* PROBLEM DETAILS *
Could you print out every entry, character for character?

[Collected data entries]
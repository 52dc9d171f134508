use log::debug;
use reqwest::{Response, StatusCode, Url};
use serde::Deserialize;

use crate::models::{HealthReport, Song, SongPayload};

/// Collection endpoint relative to the API base URL.
const SONGS_PATH: &str = "/canciones";
const HEALTH_PATH: &str = "/health";

/// Thin async client over the songs REST API.
#[derive(Debug, Clone)]
pub struct ApiClient {
    base_url: String,
    http: reqwest::Client,
}

#[derive(Debug, thiserror::Error)]
pub enum ApiError {
    #[error("HTTP request failed")]
    Http(#[from] reqwest::Error),
    #[error("server returned {status}{}", detail_suffix(.detail))]
    Status {
        status: StatusCode,
        detail: Option<String>,
    },
    #[error("invalid API base URL '{0}'")]
    InvalidBaseUrl(String),
}

fn detail_suffix(detail: &Option<String>) -> String {
    match detail {
        Some(detail) => format!(": {detail}"),
        None => String::new(),
    }
}

/// Error body shape used by the API for non-2xx responses.
#[derive(Debug, Deserialize)]
struct ErrorBody {
    detail: serde_json::Value,
}

impl ApiClient {
    pub fn new(base_url: &str) -> Result<Self, ApiError> {
        let trimmed = base_url.trim().trim_end_matches('/');
        let parsed =
            Url::parse(trimmed).map_err(|_| ApiError::InvalidBaseUrl(base_url.to_string()))?;
        if !matches!(parsed.scheme(), "http" | "https") {
            return Err(ApiError::InvalidBaseUrl(base_url.to_string()));
        }
        Ok(Self {
            base_url: trimmed.to_string(),
            http: reqwest::Client::new(),
        })
    }

    pub fn base_url(&self) -> &str {
        &self.base_url
    }

    fn collection_url(&self) -> String {
        format!("{}{}", self.base_url, SONGS_PATH)
    }

    fn item_url(&self, id: i64) -> String {
        format!("{}{}/{}", self.base_url, SONGS_PATH, id)
    }

    /// GET the full song collection.
    pub async fn list_songs(&self) -> Result<Vec<Song>, ApiError> {
        let url = self.collection_url();
        debug!("GET {url}");
        let response = check_status(self.http.get(&url).send().await?).await?;
        Ok(response.json().await?)
    }

    /// POST a new song and return the server's copy.
    pub async fn create_song(&self, payload: &SongPayload) -> Result<Song, ApiError> {
        let url = self.collection_url();
        debug!("POST {url}");
        let response = check_status(self.http.post(&url).json(payload).send().await?).await?;
        Ok(response.json().await?)
    }

    /// PUT replacement fields for an existing song.
    pub async fn update_song(&self, id: i64, payload: &SongPayload) -> Result<Song, ApiError> {
        let url = self.item_url(id);
        debug!("PUT {url}");
        let response = check_status(self.http.put(&url).json(payload).send().await?).await?;
        Ok(response.json().await?)
    }

    /// DELETE a song. The acknowledgement body is ignored.
    pub async fn delete_song(&self, id: i64) -> Result<(), ApiError> {
        let url = self.item_url(id);
        debug!("DELETE {url}");
        check_status(self.http.delete(&url).send().await?).await?;
        Ok(())
    }

    pub async fn health(&self) -> Result<HealthReport, ApiError> {
        let url = format!("{}{}", self.base_url, HEALTH_PATH);
        debug!("GET {url}");
        let response = check_status(self.http.get(&url).send().await?).await?;
        Ok(response.json().await?)
    }
}

/// Turn non-2xx responses into `ApiError::Status`, keeping the API's `detail`
/// message when one is present.
async fn check_status(response: Response) -> Result<Response, ApiError> {
    let status = response.status();
    if status.is_success() {
        return Ok(response);
    }

    let body = response.text().await.unwrap_or_default();
    let detail = serde_json::from_str::<ErrorBody>(&body)
        .ok()
        .map(|parsed| match parsed.detail {
            serde_json::Value::String(text) => text,
            other => other.to_string(),
        })
        .or_else(|| {
            let trimmed = body.trim();
            (!trimmed.is_empty()).then(|| trimmed.to_string())
        });

    Err(ApiError::Status { status, detail })
}

#[cfg(test)]
mod tests {
    use super::*;

    #[test]
    fn test_new_trims_trailing_slash() {
        let client = ApiClient::new("http://localhost:8000/").unwrap();
        assert_eq!(client.base_url(), "http://localhost:8000");
        assert_eq!(client.collection_url(), "http://localhost:8000/canciones");
        assert_eq!(client.item_url(42), "http://localhost:8000/canciones/42");
    }

    #[test]
    fn test_new_rejects_bad_urls() {
        assert!(matches!(
            ApiClient::new("not a url"),
            Err(ApiError::InvalidBaseUrl(_))
        ));
        assert!(matches!(
            ApiClient::new("ftp://example.com"),
            Err(ApiError::InvalidBaseUrl(_))
        ));
    }

    #[test]
    fn test_status_error_message() {
        let err = ApiError::Status {
            status: StatusCode::NOT_FOUND,
            detail: Some("Canción no encontrada".into()),
        };
        assert_eq!(
            err.to_string(),
            "server returned 404 Not Found: Canción no encontrada"
        );

        let bare = ApiError::Status {
            status: StatusCode::INTERNAL_SERVER_ERROR,
            detail: None,
        };
        assert_eq!(bare.to_string(), "server returned 500 Internal Server Error");
    }
}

* ANSWER BOX *
repository 52dc9d171f134508
use log::debug;
use reqwest::{Response, StatusCode, Url};
use serde::Deserialize;

use crate::models::{HealthReport, Song, SongPayload};

/// Collection endpoint relative to the API base URL.
const SONGS_PATH: &str = "/canciones";
const HEALTH_PATH: &str = "/health";

/// Thin async client over the songs REST API.
#[derive(Debug, Clone)]
pub struct ApiClient {
    base_url: String,
    http: reqwest::Client,
}

#[derive(Debug, thiserror::Error)]
pub enum ApiError {
    #[error("HTTP request failed")]
    Http(#[from] reqwest::Error),
    #[error("server returned {status}{}", detail_suffix(.detail))]
    Status {
        status: StatusCode,
        detail: Option<String>,
    },
    #[error("invalid API base URL '{0}'")]
    InvalidBaseUrl(String),
}

fn detail_suffix(detail: &Option<String>) -> String {
    match detail {
        Some(detail) => format!(": {detail}"),
        None => String::new(),
    }
}

/// Error body shape used by the API for non-2xx responses.
#[derive(Debug, Deserialize)]
struct ErrorBody {
    detail: serde_json::Value,
}

impl ApiClient {
    pub fn new(base_url: &str) -> Result<Self, ApiError> {
        let trimmed = base_url.trim().trim_end_matches('/');
        let parsed =
            Url::parse(trimmed).map_err(|_| ApiError::InvalidBaseUrl(base_url.to_string()))?;
        if !matches!(parsed.scheme(), "http" | "https") {
            return Err(ApiError::InvalidBaseUrl(base_url.to_string()));
        }
        Ok(Self {
            base_url: trimmed.to_string(),
            http: reqwest::Client::new(),
        })
    }

    pub fn base_url(&self) -> &str {
        &self.base_url
    }

    fn collection_url(&self) -> String {
        format!("{}{}", self.base_url, SONGS_PATH)
    }

    fn item_url(&self, id: i64) -> String {
        format!("{}{}/{}", self.base_url, SONGS_PATH, id)
    }

    /// GET the full song collection.
    pub async fn list_songs(&self) -> Result<Vec<Song>, ApiError> {
        let url = self.collection_url();
        debug!("GET {url}");
        let response = check_status(self.http.get(&url).send().await?).await?;
        Ok(response.json().await?)
    }

    /// POST a new song and return the server's copy.
    pub async fn create_song(&self, payload: &SongPayload) -> Result<Song, ApiError> {
        let url = self.collection_url();
        debug!("POST {url}");
        let response = check_status(self.http.post(&url).json(payload).send().await?).await?;
        Ok(response.json().await?)
    }

    /// PUT replacement fields for an existing song.
    pub async fn update_song(&self, id: i64, payload: &SongPayload) -> Result<Song, ApiError> {
        let url = self.item_url(id);
        debug!("PUT {url}");
        let response = check_status(self.http.put(&url).json(payload).send().await?).await?;
        Ok(response.json().await?)
    }

    /// DELETE a song. The acknowledgement body is ignored.
    pub async fn delete_song(&self, id: i64) -> Result<(), ApiError> {
        let url = self.item_url(id);
        debug!("DELETE {url}");
        check_status(self.http.delete(&url).send().await?).await?;
        Ok(())
    }

    pub async fn health(&self) -> Result<HealthReport, ApiError> {
        let url = format!("{}{}", self.base_url, HEALTH_PATH);
        debug!("GET {url}");
        let response = check_status(self.http.get(&url).send().await?).await?;
        Ok(response.json().await?)
    }
}

/// Turn non-2xx responses into `ApiError::Status`, keeping the API's `detail`
/// message when one is present.
async fn check_status(response: Response) -> Result<Response, ApiError> {
    let status = response.status();
    if status.is_success() {
        return Ok(response);
    }

    let body = response.text().await.unwrap_or_default();
    let detail = serde_json::from_str::<ErrorBody>(&body)
        .ok()
        .map(|parsed| match parsed.detail {
            serde_json::Value::String(text) => text,
            other => other.to_string(),
        })
        .or_else(|| {
            let trimmed = body.trim();
            (!trimmed.is_empty()).then(|| trimmed.to_string())
        });

    Err(ApiError::Status { status, detail })
}

#[cfg(test)]
mod tests {
    use super::*;

    #[test]
    fn test_new_trims_trailing_slash() {
        let client = ApiClient::new("http://localhost:8000/").unwrap();
        assert_eq!(client.base_url(), "http://localhost:8000");
        assert_eq!(client.collection_url(), "http://localhost:8000/canciones");
        assert_eq!(client.item_url(42), "http://localhost:8000/canciones/42");
    }

    #[test]
    fn test_new_rejects_bad_urls() {
        assert!(matches!(
            ApiClient::new("not a url"),
            Err(ApiError::InvalidBaseUrl(_))
        ));
        assert!(matches!(
            ApiClient::new("ftp://example.com"),
            Err(ApiError::InvalidBaseUrl(_))
        ));
    }

    #[test]
    fn test_status_error_message() {
        let err = ApiError::Status {
            status: StatusCode::NOT_FOUND,
            detail: Some("Canción no encontrada".into()),
        };
        assert_eq!(
            err.to_string(),
            "server returned 404 Not Found: Canción no encontrada"
        );

        let bare = ApiError::Status {
            status: StatusCode::INTERNAL_SERVER_ERROR,
            detail: None,
        };
        assert_eq!(bare.to_string(), "server returned 500 Internal Server Error");
    }
}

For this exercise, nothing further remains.